January is a difficult month for gardeners. Conditions outdoors are always a bit too cold and claggy for comfort and if you do get a chance to plant anything, there’s a strong likelihood the poor thing will succumb to a nasty case of claysoilitus. Many a plant has simply turned up its toes in my wet, heavy sod, never to be seen again.

So I’m always a bit relieved to see the snowdrops return. Mine do look a bit puny at the moment compared to the startling open garden displays you can visit. Attending a National Garden Scheme press event this morning I was reminded that some 100 gardens are open in February as part of its annual Snowdrop Festival. While it’s always impressive to see these enormous drifts of Galanthus nivalis, smaller gardens tend to reveal a more intimate collection of special rare and favourite ones, and cheerful plant combinations with winter aconites, ophiopogon or crocuses.

We used to take Mum on an annual pilgrimage to Benington Lordship to see them, but she’s a bit too frail nowadays. Nine hours in A&E didn’t really help last week, but like the snowdrops, she’s actually a lot more robust than she looks. She’ll be 89 in March.

And on the subject of heavy clay… back when I was editing Garden Answers magazine, we found readers would get quite competitive about how bad their clay was.
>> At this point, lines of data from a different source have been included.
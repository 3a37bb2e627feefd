//! Login and logout.
//!
//! A login attempt moves through: credentials present, user resolved,
//! password checked, token issued, cookie attached. The first unmet step
//! ends the attempt.

use cookie::Cookie;
use serde::Deserialize;
use std::sync::Arc;
use std::time::Duration;
use tracing::{info, instrument, warn};

use super::cookie::{login_cookie, logout_cookie};
use super::jwt::TokenIssuer;
use super::password::PasswordHasher;
use crate::error::{OrgAuthError, Result};
use crate::models::User;
use crate::repository::UserRepository;

/// Username/password pair submitted to `POST /login` and `POST /add`.
#[derive(Clone, Default, Deserialize)]
#[serde(default)]
pub struct Credentials {
    pub username: String,
    pub password: String,
}

impl std::fmt::Debug for Credentials {
    fn fmt(&self, f: &mut std::fmt::Formatter<'_>) -> std::fmt::Result {
        f.debug_struct("Credentials")
            .field("username", &self.username)
            .field("password", &"[REDACTED]")
            .finish()
    }
}

/// Successful login: the user, the raw token, and the cookie carrying it.
#[derive(Debug)]
pub struct LoginOutcome {
    pub user: User,
    pub token: String,
    pub cookie: Cookie<'static>,
}

/// Orchestrates credential checks, token issuance and cookie transport.
#[derive(Clone)]
pub struct AuthenticationFlow {
    repo: Arc<dyn UserRepository>,
    hasher: PasswordHasher,
    issuer: TokenIssuer,
    token_ttl: Duration,
    secure_cookie: bool,
}

impl AuthenticationFlow {
    pub fn new(
        repo: Arc<dyn UserRepository>,
        hasher: PasswordHasher,
        issuer: TokenIssuer,
        token_ttl: Duration,
        secure_cookie: bool,
    ) -> Self {
        Self {
            repo,
            hasher,
            issuer,
            token_ttl,
            secure_cookie,
        }
    }

    /// Authenticate a username/password pair.
    ///
    /// Unknown usernames and wrong passwords produce the same
    /// `InvalidCredentials` error, and both pay for one password hash.
    #[instrument(skip(self, credentials), fields(username = %credentials.username))]
    pub async fn login(&self, credentials: &Credentials) -> Result<LoginOutcome> {
        if credentials.username.is_empty() || credentials.password.is_empty() {
            return Err(OrgAuthError::bad_request(
                "username and password are required",
            ));
        }

        let user = match self.repo.find_by_username(&credentials.username).await? {
            Some(user) => user,
            None => {
                self.hasher.burn(&credentials.password);
                warn!("login rejected: unknown username");
                return Err(OrgAuthError::invalid_credentials());
            }
        };

        let matched = self
            .hasher
            .verify(&credentials.password, &user.password_hash)
            .map_err(|e| OrgAuthError::internal(e.to_string()))?;
        if !matched {
            warn!(user_id = %user.id, "login rejected: wrong password");
            return Err(OrgAuthError::invalid_credentials());
        }

        let token = self.issuer.issue(
            &user.id,
            Some(user.organization_id.as_str()),
            self.token_ttl,
        )?;
        let cookie = login_cookie(token.clone(), self.token_ttl, self.secure_cookie);

        info!(user_id = %user.id, org_id = %user.organization_id, "user logged in");
        Ok(LoginOutcome {
            user,
            token,
            cookie,
        })
    }

    /// Cookie that clears the token on the client. Always succeeds.
    pub fn logout(&self) -> Cookie<'static> {
        logout_cookie(self.secure_cookie)
    }

    pub fn issuer(&self) -> &TokenIssuer {
        &self.issuer
    }
}
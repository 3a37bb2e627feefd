use tower_http::request_id::{MakeRequestId, RequestId};
use uuid::Uuid;

/// Generates a v4 UUID `x-request-id` for requests that arrive without one.
#[derive(Clone, Default)]
pub struct MakeRequestUuid;

impl MakeRequestId for MakeRequestUuid {
    fn make_request_id<B>(&mut self, _request: &axum::http::Request<B>) -> Option<RequestId> {
        let request_id = Uuid::new_v4().to_string().parse().ok()?;
        Some(RequestId::new(request_id))
    }
}

#[cfg(test)]
mod tests {
    use super::*;

    #[test]
    fn test_ids_are_unique_uuids() {
        let request = axum::http::Request::new(());
        let mut maker = MakeRequestUuid;

        let a = maker.make_request_id(&request).unwrap();
        let b = maker.make_request_id(&request).unwrap();

        let a = a.header_value().to_str().unwrap().to_string();
        assert!(Uuid::parse_str(&a).is_ok());
        assert_ne!(a, b.header_value().to_str().unwrap());
    }
}
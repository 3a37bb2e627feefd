use std::sync::Arc;

use anyhow::Context;
use orgauth::auth::PasswordHasher;
use orgauth::database::{connect_with_retry, ensure_schema, seed_demo_data};
use orgauth::repository::SeaOrmUserRepository;
use orgauth::{App, AppState, ConfigBuilder};

#[tokio::main]
async fn main() -> anyhow::Result<()> {
    let config = ConfigBuilder::new()
        .from_env()
        .build()
        .context("invalid configuration")?;

    orgauth::init_tracing_with_config(&config);
    config.warn_on_fallbacks();

    let db = connect_with_retry(&config.database)
        .await
        .context("database unavailable")?;
    ensure_schema(&db).await.context("failed to create schema")?;

    let hasher = PasswordHasher::default();
    let repo = SeaOrmUserRepository::new(db, hasher.clone(), config.database.query_timeout());

    if config.database.seed {
        let created = seed_demo_data(&repo).await.context("failed to seed demo data")?;
        tracing::info!(created, "demo data seeded");
    }

    let state = AppState::new(Arc::new(repo), hasher, &config.auth);
    App::new(config, state).serve().await?;

    Ok(())
}
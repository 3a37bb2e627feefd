use axum::{
    Json,
    http::StatusCode,
    response::{IntoResponse, Response},
};
use serde::{Deserialize, Serialize};

/// Uniform response envelope used by every endpoint.
///
/// `error` is an empty string on success and a stable code on failure.
#[derive(Debug, Serialize, Deserialize)]
pub struct ApiResponse<T: Serialize> {
    pub message: String,
    pub error: String,
    #[serde(skip_serializing_if = "Option::is_none")]
    pub data: Option<T>,
}

impl<T: Serialize> ApiResponse<T> {
    pub fn success(message: impl Into<String>, data: T) -> Self {
        Self {
            message: message.into(),
            error: String::new(),
            data: Some(data),
        }
    }

    pub fn failure(message: impl Into<String>, error: impl Into<String>) -> Self {
        Self {
            message: message.into(),
            error: error.into(),
            data: None,
        }
    }
}

impl ApiResponse<()> {
    /// Success envelope without a `data` member.
    pub fn message(message: impl Into<String>) -> Self {
        Self {
            message: message.into(),
            error: String::new(),
            data: None,
        }
    }
}

impl<T: Serialize> IntoResponse for ApiResponse<T> {
    fn into_response(self) -> Response {
        let status = if self.error.is_empty() {
            StatusCode::OK
        } else {
            StatusCode::BAD_REQUEST
        };

        (status, Json(self)).into_response()
    }
}

/// Convenience type alias for handler results
pub type JsonResponse<T> = Result<ApiResponse<T>, crate::error::OrgAuthError>;
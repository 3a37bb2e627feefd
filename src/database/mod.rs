//! Storage bootstrap: connection with retry, schema creation, demo seed data.

pub mod config;
pub mod connection;
pub mod schema;
pub mod seed;

pub use config::{DatabaseConfig, redact_database_url};
pub use connection::connect_with_retry;
pub use schema::ensure_schema;
pub use seed::seed_demo_data;
pub use sea_orm;
//! Organization-scoped user management.
//!
//! Every operation starts from the authenticated identity, re-reads the
//! caller from storage, and only ever touches users in the caller's own
//! organization.

mod manager;

pub use manager::MemberManager;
It was a strange form of one-upmanship a bit like a Monty Python sketch.

– “You think your clay is bad, well my soil is actually blue!”
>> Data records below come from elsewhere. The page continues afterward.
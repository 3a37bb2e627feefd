//! Identity token issuance and validation.
//!
//! Tokens are compact HS256 JWTs signed with one process-wide secret. They
//! carry the user id (`sub`), an optional organization id (`org_id`), and
//! `iat`/`exp` as unix seconds. Nothing is stored server-side.
//!
//! # Example
//!
//! ```rust,ignore
//! use orgauth::auth::TokenIssuer;
//! use std::time::Duration;
//!
//! let issuer = TokenIssuer::new("your-secret-key");
//! let token = issuer.issue("user-123", Some("org-a"), Duration::from_secs(3600))?;
//! let claims = issuer.validate(&token)?;
//! assert_eq!(claims.subject, "user-123");
//! ```

use base64::{Engine, engine::general_purpose::URL_SAFE_NO_PAD};
use jsonwebtoken::{
    Algorithm, DecodingKey, EncodingKey, Header, Validation, decode, encode, errors::ErrorKind,
};
use serde::{Deserialize, Serialize};
use std::time::{Duration, SystemTime, UNIX_EPOCH};

use crate::error::OrgAuthError;

const EXPECTED_ALGORITHM: &str = "HS256";

/// Why a token was rejected.
#[derive(Debug, Clone, PartialEq, Eq, thiserror::Error)]
pub enum AuthError {
    #[error("no token presented")]
    Missing,

    #[error("token is malformed")]
    Malformed,

    #[error("token signed with unexpected algorithm '{0}'")]
    WrongAlgorithm(String),

    #[error("token signature is invalid")]
    InvalidSignature,

    #[error("token is missing the '{0}' claim")]
    MissingClaim(&'static str),

    #[error("token has expired")]
    Expired,

    #[error("token could not be signed: {0}")]
    Encoding(String),
}

impl From<AuthError> for OrgAuthError {
    fn from(err: AuthError) -> Self {
        match err {
            AuthError::Encoding(msg) => OrgAuthError::internal(msg),
            _ => OrgAuthError::unauthorized("not authorized"),
        }
    }
}

/// Claims recovered from a valid token.
#[derive(Debug, Clone, PartialEq, Eq)]
pub struct TokenClaims {
    pub subject: String,
    pub org_id: Option<String>,
    pub issued_at: u64,
    pub expires_at: u64,
}

#[derive(Serialize)]
struct OutgoingClaims<'a> {
    sub: &'a str,
    #[serde(skip_serializing_if = "Option::is_none")]
    org_id: Option<&'a str>,
    iat: u64,
    exp: u64,
}

/// Claims as found on the wire; presence is checked after signature
/// verification so a missing claim gets its own error.
#[derive(Deserialize)]
struct IncomingClaims {
    sub: Option<String>,
    org_id: Option<String>,
    iat: Option<u64>,
    exp: Option<u64>,
}

#[derive(Deserialize)]
struct PeekHeader {
    alg: String,
}

/// Mints and validates identity tokens.
#[derive(Clone)]
pub struct TokenIssuer {
    encoding_key: EncodingKey,
    decoding_key: DecodingKey,
    validation: Validation,
}

impl TokenIssuer {
    pub fn new(secret: impl AsRef<[u8]>) -> Self {
        let secret = secret.as_ref();

        let mut validation = Validation::new(Algorithm::HS256);
        // Expiry and claim presence are checked by hand against an explicit
        // clock with zero leeway.
        validation.validate_exp = false;
        validation.validate_aud = false;
        validation.leeway = 0;
        validation.required_spec_claims.clear();

        Self {
            encoding_key: EncodingKey::from_secret(secret),
            decoding_key: DecodingKey::from_secret(secret),
            validation,
        }
    }

    /// Issue a token valid for `ttl` from now.
    pub fn issue(
        &self,
        subject: &str,
        org_id: Option<&str>,
        ttl: Duration,
    ) -> Result<String, AuthError> {
        self.issue_at(subject, org_id, ttl, current_timestamp())
    }

    /// Issue a token as if the current time were `now` (unix seconds).
    pub fn issue_at(
        &self,
        subject: &str,
        org_id: Option<&str>,
        ttl: Duration,
        now: u64,
    ) -> Result<String, AuthError> {
        let claims = OutgoingClaims {
            sub: subject,
            org_id,
            iat: now,
            exp: now.saturating_add(ttl.as_secs()),
        };

        encode(&Header::new(Algorithm::HS256), &claims, &self.encoding_key)
            .map_err(|e| AuthError::Encoding(e.to_string()))
    }

    /// Validate a token against the system clock.
    pub fn validate(&self, token: &str) -> Result<TokenClaims, AuthError> {
        self.validate_at(token, current_timestamp())
    }

    /// Validate a token as if the current time were `now` (unix seconds).
    ///
    /// Order of checks: header algorithm, signature, claim presence, expiry.
    pub fn validate_at(&self, token: &str, now: u64) -> Result<TokenClaims, AuthError> {
        if token.is_empty() {
            return Err(AuthError::Missing);
        }

        let alg = peek_algorithm(token)?;
        if alg != EXPECTED_ALGORITHM {
            return Err(AuthError::WrongAlgorithm(alg));
        }

        let data = decode::<IncomingClaims>(token, &self.decoding_key, &self.validation)
            .map_err(|e| match e.kind() {
                ErrorKind::InvalidSignature => AuthError::InvalidSignature,
                ErrorKind::InvalidAlgorithm => AuthError::WrongAlgorithm(alg.clone()),
                _ => AuthError::Malformed,
            })?;

        let claims = data.claims;
        let subject = claims
            .sub
            .filter(|s| !s.is_empty())
            .ok_or(AuthError::MissingClaim("sub"))?;
        let expires_at = claims.exp.ok_or(AuthError::MissingClaim("exp"))?;

        if now >= expires_at {
            return Err(AuthError::Expired);
        }

        Ok(TokenClaims {
            subject,
            org_id: claims.org_id,
            issued_at: claims.iat.unwrap_or(0),
            expires_at,
        })
    }
}

impl std::fmt::Debug for TokenIssuer {
    fn fmt(&self, f: &mut std::fmt::Formatter<'_>) -> std::fmt::Result {
        f.debug_struct("TokenIssuer")
            .field("algorithm", &EXPECTED_ALGORITHM)
            .field("secret", &"[REDACTED]")
            .finish()
    }
}

/// Read the `alg` header field without trusting anything else in the token.
fn peek_algorithm(token: &str) -> Result<String, AuthError> {
    let mut parts = token.split('.');
    let (Some(header), Some(_payload), Some(_signature), None) =
        (parts.next(), parts.next(), parts.next(), parts.next())
    else {
        return Err(AuthError::Malformed);
    };

    let bytes = URL_SAFE_NO_PAD
        .decode(header)
        .map_err(|_| AuthError::Malformed)?;
    let header: PeekHeader = serde_json::from_slice(&bytes).map_err(|_| AuthError::Malformed)?;

    Ok(header.alg)
}

fn current_timestamp() -> u64 {
    SystemTime::now()
        .duration_since(UNIX_EPOCH)
        .map(|d| d.as_secs())
        .unwrap_or(0)
}

#[cfg(test)]
mod tests {
    use super::*;

    const SECRET: &[u8] = b"test-secret-key-for-hs256-tokens";
    const HOUR: Duration = Duration::from_secs(3600);
    const T0: u64 = 1_700_000_000;

    fn issuer() -> TokenIssuer {
        TokenIssuer::new(SECRET)
    }

    fn b64(json: &str) -> String {
        URL_SAFE_NO_PAD.encode(json)
    }

    #[test]
    fn test_round_trip_before_expiry() {
        let issuer = issuer();
        let token = issuer.issue_at("user-1", Some("org-a"), HOUR, T0).unwrap();

        let claims = issuer.validate_at(&token, T0 + 3599).unwrap();
        assert_eq!(claims.subject, "user-1");
        assert_eq!(claims.org_id.as_deref(), Some("org-a"));
        assert_eq!(claims.issued_at, T0);
        assert_eq!(claims.expires_at, T0 + 3600);
    }

    #[test]
    fn test_expired_at_exact_boundary() {
        let issuer = issuer();
        let token = issuer.issue_at("user-1", None, HOUR, T0).unwrap();

        assert_eq!(issuer.validate_at(&token, T0 + 3600), Err(AuthError::Expired));
        assert_eq!(issuer.validate_at(&token, T0 + 7200), Err(AuthError::Expired));
    }

    #[test]
    fn test_org_claim_is_optional() {
        let issuer = issuer();
        let token = issuer.issue_at("user-1", None, HOUR, T0).unwrap();
        let claims = issuer.validate_at(&token, T0).unwrap();
        assert_eq!(claims.org_id, None);
    }

    #[test]
    fn test_system_clock_round_trip() {
        let issuer = issuer();
        let token = issuer.issue("user-9", None, HOUR).unwrap();
        assert_eq!(issuer.validate(&token).unwrap().subject, "user-9");
    }

    #[test]
    fn test_different_secret_rejected() {
        let token = TokenIssuer::new("some-other-secret")
            .issue_at("user-1", None, HOUR, T0)
            .unwrap();

        assert_eq!(
            issuer().validate_at(&token, T0),
            Err(AuthError::InvalidSignature)
        );
    }

    #[test]
    fn test_algorithm_confusion_attack_rejected() {
        let claims = OutgoingClaims {
            sub: "user-1",
            org_id: None,
            iat: T0,
            exp: T0 + 3600,
        };
        let hs384 = encode(
            &Header::new(Algorithm::HS384),
            &claims,
            &EncodingKey::from_secret(SECRET),
        )
        .unwrap();

        assert_eq!(
            issuer().validate_at(&hs384, T0),
            Err(AuthError::WrongAlgorithm("HS384".to_string()))
        );
    }

    #[test]
    fn test_none_algorithm_rejected() {
        let token = format!(
            "{}.{}.",
            b64(r#"{"alg":"none","typ":"JWT"}"#),
            b64(r#"{"sub":"user-1","exp":9999999999}"#)
        );

        assert_eq!(
            issuer().validate_at(&token, T0),
            Err(AuthError::WrongAlgorithm("none".to_string()))
        );
    }

    #[test]
    fn test_garbage_is_malformed() {
        let issuer = issuer();
        assert_eq!(issuer.validate_at("abc", T0), Err(AuthError::Malformed));
        assert_eq!(issuer.validate_at("a.b.c", T0), Err(AuthError::Malformed));
        assert_eq!(issuer.validate_at("a.b.c.d", T0), Err(AuthError::Malformed));
        assert_eq!(issuer.validate_at("", T0), Err(AuthError::Missing));
    }

    #[test]
    fn test_tampered_payload_rejected() {
        let issuer = issuer();
        let token = issuer.issue_at("user-1", None, HOUR, T0).unwrap();
        let forged = b64(&format!(r#"{{"sub":"admin","iat":{T0},"exp":{}}}"#, T0 + 3600));
        let mut parts: Vec<&str> = token.split('.').collect();
        parts[1] = &forged;
        let tampered = parts.join(".");

        assert_eq!(
            issuer.validate_at(&tampered, T0),
            Err(AuthError::InvalidSignature)
        );
    }

    #[test]
    fn test_missing_claims_rejected() {
        #[derive(Serialize)]
        struct OnlyExp {
            exp: u64,
        }
        #[derive(Serialize)]
        struct OnlySub {
            sub: &'static str,
        }

        let key = EncodingKey::from_secret(SECRET);
        let header = Header::new(Algorithm::HS256);

        let no_sub = encode(&header, &OnlyExp { exp: T0 + 60 }, &key).unwrap();
        assert_eq!(
            issuer().validate_at(&no_sub, T0),
            Err(AuthError::MissingClaim("sub"))
        );

        let no_exp = encode(&header, &OnlySub { sub: "user-1" }, &key).unwrap();
        assert_eq!(
            issuer().validate_at(&no_exp, T0),
            Err(AuthError::MissingClaim("exp"))
        );
    }

    #[test]
    fn test_auth_errors_map_to_unauthorized() {
        for err in [
            AuthError::Missing,
            AuthError::Malformed,
            AuthError::WrongAlgorithm("RS256".to_string()),
            AuthError::InvalidSignature,
            AuthError::MissingClaim("sub"),
            AuthError::Expired,
        ] {
            assert!(matches!(
                OrgAuthError::from(err),
                OrgAuthError::Unauthorized(_)
            ));
        }
        assert!(matches!(
            OrgAuthError::from(AuthError::Encoding("boom".to_string())),
            OrgAuthError::Internal(_)
        ));
    }

    #[test]
    fn test_debug_hides_secret() {
        let debug = format!("{:?}", issuer());
        assert!(!debug.contains("test-secret"));
    }
}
– “Blue? You’re so lucky! I dream of blue soil. Mine’s slabs of slimy yellow that turns to concrete in summer!”

– “Slabs of slimy yellow concrete? You don’t know you’re born.” Etc etc

I remain convinced that the fabled ‘fine, crumbly tilth’ mentioned on the back of seed packets is only ever seen on certain BBC television gardening programmes, and the product of a whole team of work experience youngsters keen to make an impression on TV producers.

No-dig? No way!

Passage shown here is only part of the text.